What's in a number? If it's $586 billion about 20% of China's GDP in the first three quarters of 2008 and the size of a giant economic-stimulus plan for just the next two years then the number is a figure of considerable value, real as well as symbolic. The money, Beijing announced on Nov. 9, would go mainly to new infrastructure, homes, schools and clinics, especially in the country's poorer regions. Taken together with the recent alleviation of taxes plus changes to the rural-land law that will allow farmers to lease their land and free them to work elsewhere, the initiatives amount to what Jing Ulrich, the head of JP Morgan's China equities business, calls "a New Deal with Chinese characteristics."
For years the Chinese people have been willing to put up with an authoritarian government so long as it generated jobs and opportunities. Now, with the economy slowing, growth needs to be maintained, goes conventional wisdom, at a minimum of about 8% in part to forestall the labor unrest that Beijing fears could spread and turn into protests against the ruling Communist Party. Despite its domestic agenda, the stimulus package has been warmly welcomed overseas, too. The day after it was revealed, share prices from Hong Kong to London surged.
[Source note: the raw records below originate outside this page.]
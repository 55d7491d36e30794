//! Feature compatibility: can the caller actually feed this model?
//!
//! Score = |required ∩ provided| / |required|. Anything below 1.0 means
//! missing required features and is a hard fail; extras on top of full
//! coverage are valid but warned.

use crate::result::ValidationCheckResult;
use std::collections::BTreeSet;

/// Compatibility arithmetic, separated from reporting for direct testing.
pub fn compatibility_score(
    required: &[String],
    provided: &[String],
) -> (f64, Vec<String>, Vec<String>) {
    let required_set: BTreeSet<&str> = required.iter().map(String::as_str).collect();
    let provided_set: BTreeSet<&str> = provided.iter().map(String::as_str).collect();

    let missing: Vec<String> = required_set
        .difference(&provided_set)
        .map(|s| s.to_string())
        .collect();
    let extra: Vec<String> = provided_set
        .difference(&required_set)
        .map(|s| s.to_string())
        .collect();

    let score = if required_set.is_empty() {
        1.0
    } else {
        (required_set.len() - missing.len()) as f64 / required_set.len() as f64
    };
    (score, missing, extra)
}

pub fn validate(required: &[String], provided: &[String]) -> ValidationCheckResult {
    let mut result = ValidationCheckResult::passing();
    let (score, missing, extra) = compatibility_score(required, provided);

    result.record("score", score);
    result.record("required_count", required.len());
    result.record("provided_count", provided.len());
    result.record("missing", &missing);
    result.record("extra", &extra);

    if required.is_empty() {
        result.warn("model declares no required features, nothing to check");
        return result;
    }

    if !missing.is_empty() {
        result.fail(format!(
            "missing required feature(s): {} (score {score:.2})",
            missing.join(", ")
        ));
    }
    if !extra.is_empty() {
        result.warn(format!(
            "{} provided feature(s) are unused by the model: {}",
            extra.len(),
            extra.join(", ")
        ));
    }
    if missing.is_empty() && required.len() != provided.len() {
        result.warn(format!(
            "count mismatch despite full coverage: {} required vs {} provided",
            required.len(),
            provided.len()
        ));
    }

    result
}
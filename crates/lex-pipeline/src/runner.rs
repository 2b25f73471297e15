use crate::orchestrator::AnalysisOrchestrator;
use crate::queue::JobQueue;
use std::sync::Arc;
use std::time::Duration;
use tracing::{error, info};

const IDLE_POLL: Duration = Duration::from_millis(500);

/// 队列消费循环。启动时恢复中断的文档状态，然后轮询队列。
/// 单个任务的失败已在编排器里落盘，循环本身不会退出。
pub async fn run_queue(orchestrator: Arc<AnalysisOrchestrator>, queue: Arc<JobQueue>) {
    match orchestrator.store().recover_in_flight() {
        Ok(0) => {}
        Ok(recovered) => info!(recovered, "reset interrupted documents on startup"),
        Err(e) => error!(error = %e, "failed to recover in-flight documents"),
    }

    loop {
        match queue.peek().await {
            Some(job) => {
                info!(document_id = %job.document_id, provider = %job.provider, "job picked from queue");
                // 错误已由编排器记录并写入文档状态；
                // 跑完才 ack 出队，中途崩溃时任务留在队列里重跑
                let _ = orchestrator.run(&job).await;
                if let Err(e) = queue.ack(job.document_id).await {
                    error!(error = %e, "failed to ack completed job");
                }
            }
            None => tokio::time::sleep(IDLE_POLL).await,
        }
    }
}
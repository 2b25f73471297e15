use dotenv::dotenv;
use lex_llm::{ChatProviderConfig, ProviderRegistry};
use lex_pipeline::{
    run_queue, AnalysisOrchestrator, BasicPrecheckEngine, DocumentStore, JobQueue,
    NoopSimilarCaseSource, PassthroughExtractor,
};
use lex_retrieval::{LegalRetrievalService, MemoryLegalIndex, MockEmbedModel};
use std::sync::Arc;
use tracing::{info, warn};
use tracing_subscriber::{fmt, layer::SubscriberExt, EnvFilter, Registry};

/// 独立队列消费进程。与 API 共用同一 DATA_DIR 时，
/// API 侧需设置 EMBEDDED_RUNNER=0，sled 不支持多进程打开。
#[tokio::main]
async fn main() -> anyhow::Result<()> {
    init_tracing();
    dotenv().ok();

    let data_dir = std::env::var("DATA_DIR").unwrap_or_else(|_| "data/lex".to_string());
    let store = DocumentStore::open(&data_dir)?;
    let queue = Arc::new(JobQueue::restore(store.clone())?);

    let mut registry = ProviderRegistry::new();
    if let Ok(api_key) = std::env::var("OPENAI_API_KEY") {
        registry = registry.register_chat(
            "openai",
            ChatProviderConfig::OpenAiCompat {
                base_url: std::env::var("OPENAI_BASE_URL")
                    .unwrap_or_else(|_| "https://api.openai.com".to_string()),
                api_key,
                model: std::env::var("OPENAI_MODEL").unwrap_or_else(|_| "gpt-4o-mini".to_string()),
            },
        );
    } else {
        warn!("OPENAI_API_KEY not set, analysis jobs will fail until a provider is configured");
    }

    let retrieval = Arc::new(LegalRetrievalService::new(
        Arc::new(MockEmbedModel::default()),
        Arc::new(MemoryLegalIndex::new()),
    ));

    let orchestrator = Arc::new(AnalysisOrchestrator::new(
        store,
        Arc::new(registry),
        retrieval,
        Arc::new(PassthroughExtractor),
        Arc::new(BasicPrecheckEngine),
        Arc::new(NoopSimilarCaseSource),
    ));

    info!(data_dir = %data_dir, "lex-worker consuming analysis queue");
    run_queue(orchestrator, queue).await;
    Ok(())
}

fn init_tracing() {
    let fmt_layer = fmt::layer().with_target(false);
    let filter = EnvFilter::try_from_default_env()
        .or_else(|_| EnvFilter::try_new("info"))
        .unwrap();
    let subscriber = Registry::default().with(filter).with(fmt_layer);
    tracing::subscriber::set_global_default(subscriber).ok();
}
And by again taking action along with the rest of the world (Beijing had previously cut its interest rates in tandem with central banks in other capitals), China is reinforcing its stated willingness to step up and help rebuild the global financial system.
Stock markets are fickle, of course, and soon they returned to their downward drift. But the impact of the stimulus will last far longer because it marks the shift of China's economy away from manufacturing and exports to other means of growth. Says Ben Simpfendorfer, a China economist with the Royal Bank of Scotland in Hong Kong: "In a decade we'll be looking back at this moment and saying, 'This was it, this was when things really changed.'" The number doesn't lie.